- [Data records]
::::

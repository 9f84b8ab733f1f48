use assert_cmd::Command;
use predicates::prelude::*;
use std::fs;
use std::path::Path;
use tempfile::TempDir;

const GREETING: &str =
    "parameter name: string\nvariable greeting = concat('hello ', name)\noutput result = greeting\n";

const UNDECLARED: &str =
    "parameter name: string\nvariable greeting = concat('hello ', missing)\noutput result = greeting\n";

/// The binary, run inside `dir` with no ambient configuration.
#[allow(deprecated)]
fn infra_forge(dir: &Path) -> Command {
    let mut cmd = Command::cargo_bin("infra-forge").unwrap();
    cmd.current_dir(dir)
        .env("HOME", dir)
        .env("XDG_CONFIG_HOME", dir.join("xdg"))
        .env_remove("INFRA_FORGE_CONFIG")
        .env_remove("INFRA_FORGE_LOG")
        .env_remove("NO_COLOR");
    cmd
}

fn workspace(files: &[(&str, &str)]) -> TempDir {
    let dir = TempDir::new().unwrap();
    for (name, contents) in files {
        fs::write(dir.path().join(name), contents).unwrap();
    }
    dir
}

// ---------------------------------------------------------------------------
// Help, version and completions
// ---------------------------------------------------------------------------

#[test]
fn help_exits_zero() {
    let dir = workspace(&[]);
    infra_forge(dir.path())
        .arg("--help")
        .assert()
        .success()
        .stdout(predicate::str::contains("Compiler and decompiler"));
}

#[test]
fn version_exits_zero() {
    let dir = workspace(&[]);
    infra_forge(dir.path())
        .arg("--version")
        .assert()
        .success()
        .stdout(predicate::str::contains("infra-forge"));
}

#[test]
fn build_help() {
    let dir = workspace(&[]);
    infra_forge(dir.path())
        .args(["build", "--help"])
        .assert()
        .success()
        .stdout(predicate::str::contains("Compile .infra files"));
}

#[test]
fn completions_bash() {
    let dir = workspace(&[]);
    infra_forge(dir.path())
        .args(["completions", "bash"])
        .assert()
        .success()
        .stdout(predicate::str::is_empty().not());
}

#[test]
fn completions_ignore_broken_config() {
    let dir = workspace(&[("infra-forge.toml", "[output\n")]);
    infra_forge(dir.path())
        .args(["completions", "zsh"])
        .assert()
        .success();
}

#[test]
fn completions_invalid_shell_rejected() {
    let dir = workspace(&[]);
    infra_forge(dir.path())
        .args(["completions", "tcsh"])
        .assert()
        .failure();
}

// ---------------------------------------------------------------------------
// build
// ---------------------------------------------------------------------------

#[test]
fn build_writes_json_next_to_source() {
    let dir = workspace(&[("main.infra", GREETING)]);
    infra_forge(dir.path())
        .args(["build", "main.infra"])
        .assert()
        .success()
        .stderr(predicate::str::contains("main.infra -> main.json"));

    let text = fs::read_to_string(dir.path().join("main.json")).unwrap();
    let document: serde_json::Value = serde_json::from_str(&text).unwrap();
    assert_eq!(
        document["variables"]["greeting"],
        "[concat('hello ', parameters('name'))]"
    );
    assert_eq!(document["outputs"]["result"]["type"], "string");
    assert!(text.ends_with("}\n"));
}

#[test]
fn build_to_stdout_single_document() {
    let dir = workspace(&[("main.infra", GREETING)]);
    let assert = infra_forge(dir.path())
        .args(["build", "--stdout", "main.infra"])
        .assert()
        .success();
    let document: serde_json::Value =
        serde_json::from_slice(&assert.get_output().stdout).unwrap();
    assert_eq!(document["contentVersion"], "1.0.0.0");
    assert!(!dir.path().join("main.json").exists());
}

#[test]
fn build_to_stdout_several_documents_as_array() {
    let dir = workspace(&[("a.infra", GREETING), ("b.infra", "variable x = 1\n")]);
    let assert = infra_forge(dir.path())
        .args(["build", "--stdout", "a.infra", "b.infra"])
        .assert()
        .success();
    let documents: serde_json::Value =
        serde_json::from_slice(&assert.get_output().stdout).unwrap();
    let documents = documents.as_array().unwrap();
    assert_eq!(documents.len(), 2);
    assert_eq!(documents[1]["variables"]["x"], 1);
}

#[test]
fn build_with_errors_exits_nonzero_and_writes_nothing() {
    let dir = workspace(&[("main.infra", UNDECLARED)]);
    infra_forge(dir.path())
        .args(["build", "main.infra"])
        .assert()
        .code(3)
        .stderr(predicate::str::contains("main.infra(2,"))
        .stderr(predicate::str::contains("'missing' is not declared"));
    assert!(!dir.path().join("main.json").exists());
}

#[test]
fn build_continues_after_a_failing_file() {
    let dir = workspace(&[("bad.infra", UNDECLARED), ("good.infra", GREETING)]);
    infra_forge(dir.path())
        .args(["build", "bad.infra", "good.infra"])
        .assert()
        .code(3)
        .stderr(predicate::str::contains("1 of 2 file(s) failed"));
    assert!(dir.path().join("good.json").exists());
    assert!(!dir.path().join("bad.json").exists());
}

#[test]
fn build_warnings_do_not_fail() {
    let dir = workspace(&[(
        "main.infra",
        "resource s: 'Microsoft.Storage/storageAccounts@2019-06-01' = {\n  name: 'st'\n}\noutput endpoint = s.properties.primaryEndpoints\n",
    )]);
    infra_forge(dir.path())
        .args(["build", "main.infra"])
        .assert()
        .success()
        .stderr(predicate::str::contains("Warning"));
}

#[test]
fn build_missing_file_fails() {
    let dir = workspace(&[]);
    infra_forge(dir.path())
        .args(["build", "absent.infra"])
        .assert()
        .failure()
        .stderr(predicate::str::contains("absent.infra"));
}

#[test]
fn build_out_dir_flag() {
    let dir = workspace(&[("main.infra", GREETING)]);
    infra_forge(dir.path())
        .args(["build", "-o", "dist", "main.infra"])
        .assert()
        .success();
    assert!(dir.path().join("dist/main.json").exists());
}

#[test]
fn build_out_dir_from_config() {
    let dir = workspace(&[
        ("main.infra", GREETING),
        ("infra-forge.toml", "[build]\nout_dir = \"generated\"\n"),
    ]);
    infra_forge(dir.path())
        .args(["build", "main.infra"])
        .assert()
        .success();
    assert!(dir.path().join("generated/main.json").exists());
}

#[test]
fn build_json_report() {
    let dir = workspace(&[("main.infra", UNDECLARED)]);
    let assert = infra_forge(dir.path())
        .args(["--format", "json", "build", "main.infra"])
        .assert()
        .code(3);
    let report: serde_json::Value = serde_json::from_slice(&assert.get_output().stdout).unwrap();
    assert_eq!(report["failed"], 1);
    let result = &report["results"][0];
    assert_eq!(result["file"], "main.infra");
    assert_eq!(result["errors"], 1);
    assert_eq!(result["diagnostics"][0]["severity"], "Error");
    assert_eq!(result["diagnostics"][0]["line"], 2);
}

#[test]
fn rich_format_renders_message() {
    let dir = workspace(&[("main.infra", UNDECLARED)]);
    infra_forge(dir.path())
        .args(["--format", "rich", "check", "main.infra"])
        .assert()
        .code(3)
        .stderr(predicate::str::contains("'missing' is not declared"));
}

// ---------------------------------------------------------------------------
// check
// ---------------------------------------------------------------------------

#[test]
fn check_clean_file() {
    let dir = workspace(&[("main.infra", GREETING)]);
    infra_forge(dir.path())
        .args(["check", "main.infra"])
        .assert()
        .success()
        .stderr(predicate::str::contains(
            "1 file(s) checked, 0 error(s), 0 warning(s)",
        ));
}

#[test]
fn check_reports_errors() {
    let dir = workspace(&[("main.infra", UNDECLARED)]);
    infra_forge(dir.path())
        .args(["check", "main.infra"])
        .assert()
        .code(3)
        .stderr(predicate::str::contains("Error: 'missing' is not declared"));
}

#[test]
fn check_plain_summary() {
    let dir = workspace(&[("a.infra", GREETING), ("b.infra", UNDECLARED)]);
    infra_forge(dir.path())
        .args(["--format", "plain", "check", "a.infra", "b.infra"])
        .assert()
        .code(3)
        .stdout(predicate::str::contains("2\t1\t0"))
        .stderr(predicate::str::contains("b.infra\terror\t2\t"));
}

#[test]
fn check_quiet_hides_summary() {
    let dir = workspace(&[("main.infra", GREETING)]);
    infra_forge(dir.path())
        .args(["-q", "check", "main.infra"])
        .assert()
        .success()
        .stderr(predicate::str::is_empty());
}

#[test]
fn invalid_config_format_is_usage_error() {
    let dir = workspace(&[
        ("main.infra", GREETING),
        ("infra-forge.toml", "[output]\nformat = \"xml\"\n"),
    ]);
    infra_forge(dir.path())
        .args(["check", "main.infra"])
        .assert()
        .code(2)
        .stderr(predicate::str::contains("unknown output format 'xml'"));
}

#[test]
fn explicit_missing_config_fails() {
    let dir = workspace(&[("main.infra", GREETING)]);
    infra_forge(dir.path())
        .args(["--config", "nowhere.toml", "check", "main.infra"])
        .assert()
        .failure()
        .stderr(predicate::str::contains("nowhere.toml"));
}

#[test]
fn format_flag_overrides_config() {
    let dir = workspace(&[
        ("main.infra", GREETING),
        ("infra-forge.toml", "[output]\nformat = \"json\"\n"),
    ]);
    infra_forge(dir.path())
        .args(["--format", "plain", "check", "main.infra"])
        .assert()
        .success()
        .stdout(predicate::str::contains("1\t0\t0"));
}

// ---------------------------------------------------------------------------
// decompile
// ---------------------------------------------------------------------------

fn emitted_greeting(dir: &Path) {
    infra_forge(dir)
        .args(["build", "main.infra"])
        .assert()
        .success();
}

#[test]
fn decompile_writes_infra_source() {
    let dir = workspace(&[("main.infra", GREETING)]);
    emitted_greeting(dir.path());
    fs::remove_file(dir.path().join("main.infra")).unwrap();

    infra_forge(dir.path())
        .args(["decompile", "main.json"])
        .assert()
        .success();
    assert_eq!(
        fs::read_to_string(dir.path().join("main.infra")).unwrap(),
        "parameter name: string\n\nvariable greeting = concat('hello ', name)\n\noutput result: string = greeting\n"
    );
}

#[test]
fn decompile_refuses_to_overwrite() {
    let dir = workspace(&[("main.infra", GREETING)]);
    emitted_greeting(dir.path());

    infra_forge(dir.path())
        .args(["decompile", "main.json"])
        .assert()
        .failure()
        .stderr(predicate::str::contains("already exists"));
    assert_eq!(
        fs::read_to_string(dir.path().join("main.infra")).unwrap(),
        GREETING
    );
}

#[test]
fn decompile_help_states_overwrite_policy() {
    let dir = TempDir::new().unwrap();
    infra_forge(dir.path())
        .args(["decompile", "--help"])
        .assert()
        .success()
        .stdout(predicate::str::contains("never overwritten unless --force is given"));
}

#[test]
fn decompile_force_overwrites() {
    let dir = workspace(&[("main.infra", GREETING)]);
    emitted_greeting(dir.path());

    infra_forge(dir.path())
        .args(["decompile", "--force", "main.json"])
        .assert()
        .success();
    assert!(fs::read_to_string(dir.path().join("main.infra"))
        .unwrap()
        .contains("output result: string = greeting"));
}

#[test]
fn decompile_to_stdout() {
    let dir = workspace(&[(
        "t.json",
        r#"{ "parameters": { "env": { "type": "string", "defaultValue": "dev" } } }"#,
    )]);
    infra_forge(dir.path())
        .args(["decompile", "--stdout", "t.json"])
        .assert()
        .success()
        .stdout("parameter env: string = 'dev'\n");
    assert!(!dir.path().join("t.infra").exists());
}

#[test]
fn decompile_invalid_json() {
    let dir = workspace(&[("t.json", "{ not json")]);
    infra_forge(dir.path())
        .args(["decompile", "t.json"])
        .assert()
        .code(4)
        .stderr(predicate::str::contains("invalid JSON"));
}

#[test]
fn decompile_degraded_expression_warns_with_path() {
    let dir = workspace(&[(
        "t.json",
        r#"{ "variables": { "v": "[concat('a',]" } }"#,
    )]);
    infra_forge(dir.path())
        .args(["decompile", "--stdout", "t.json"])
        .assert()
        .success()
        .stderr(predicate::str::contains("[variables.v]"))
        .stdout(predicate::str::contains("variable v = '[concat(\\'a\\',]'"));
}

#[test]
fn deeply_nested_source_fails_with_a_diagnostic() {
    let source = format!("variable x = {}1{}\noutput o = 1\n", "(".repeat(20_000), ")".repeat(20_000));
    let dir = workspace(&[("deep.infra", source.as_str())]);
    infra_forge(dir.path())
        .args(["check", "deep.infra"])
        .assert()
        .code(3)
        .stderr(predicate::str::contains("expression nesting exceeds"));
}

::::

- [Exercise objective] After locating the line that contains "concat('hello ', name)\noutput", please copy exactly every line from the start of the records through it, and nothing else.

- [Response to the exercise]
repository 9f84b8ab733f1f48
use assert_cmd::Command;
use predicates::prelude::*;
use std::fs;
use std::path::Path;
use tempfile::TempDir;

const GREETING: &str =
    "parameter name: string\nvariable greeting = concat('hello ', name)\noutput result = greeting\n";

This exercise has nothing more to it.